En route to his home on Georgia, James Longstreet was aboard "The Piedmont Airline"
 when it wrecked at the "Fat Nancy" trestle in Orange County, Va., on July 12, 1888.
 (Train wreck photo: Images of Orange County | Longstreet photo: William Tipton)

A version of this feature appeared in the January 2021 America's Civil War magazine.

Nearly a quarter-century after he suffered a severe wound at the Battle of the Wilderness, Confederate Lt. General James Longstreet had another brush with death in Virginia. Early on the morning of July 12, 1888, the 67-year-old passenger survived a deadly train accident at a rickety railroad trestle called “Fat Nancy,” 20 miles southwest of the infamous battleground. 

Die in a mere train wreck? Fat chance for Robert E. Lee’s “Old War Horse.”

Sporting astonishingly long, white whiskers, Longstreet was en route to his home in Gainesville, Ga.,  from the Grand Reunion of Civil War veterans in Gettysburg. The former lieutenant general was the star attraction on that hallowed ground where George Meade out-generaled Lee 25 years earlier. “No man in Gettysburg,” a New York newspaper noted, was “more honored nor more sought than he.”

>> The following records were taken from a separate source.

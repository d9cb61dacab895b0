use serde::Serialize;

use crate::domain::traits::DuplicateOf;
use crate::domain::value_objects::{DishType, NonEmptyString};

/// Something a person can choose to eat at a canteen.
///
/// Create-only: a dish is owned by the menu it belongs to and never changes
/// after construction.
#[derive(Debug, Clone, Serialize)]
pub struct Dish {
    description: NonEmptyString,
    #[serde(rename = "type")]
    dish_type: DishType,
}

impl Dish {
    pub fn new(description: NonEmptyString, dish_type: DishType) -> Self {
        Dish {
            description,
            dish_type,
        }
    }

    pub fn description(&self) -> &str {
        self.description.as_str()
    }

    pub fn dish_type(&self) -> DishType {
        self.dish_type
    }
}

// Two dishes are the same dish when their descriptions match, regardless of
// type. The description doubles as the dish's identity across the API.
impl PartialEq for Dish {
    fn eq(&self, other: &Self) -> bool {
        self.description == other.description
    }
}

impl DuplicateOf for Dish {
    fn duplicate_of(&self, other: &Self) -> bool {
        self == other
    }
}
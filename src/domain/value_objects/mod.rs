mod dish_type;
mod geographical_location;
mod menu_type;
mod non_empty_string;

pub use dish_type::DishType;
pub use geographical_location::GeographicalLocation;
pub use menu_type::MenuType;
pub use non_empty_string::NonEmptyString;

At roughly 11 p.m., Longstreet boarded the southbound Virginia Midland Railroad’s No. 52 train, “The Piedmont Airline,” in Washington. At least two other Confederate veterans were also aboard – including New Orleans-bound Louis G. Cortes, a “whole-souled, open-hearted, compassionate man” who, as a 19-year-private in the 7th Louisiana, lost his left leg at Gettysburg. Fighting for Brigadier General Harry Hays’ famed “Louisiana Tigers,” Cortez was taken prisoner in Pennsylvania and not exchanged until early 1864. He also attended the Gettysburg reunion.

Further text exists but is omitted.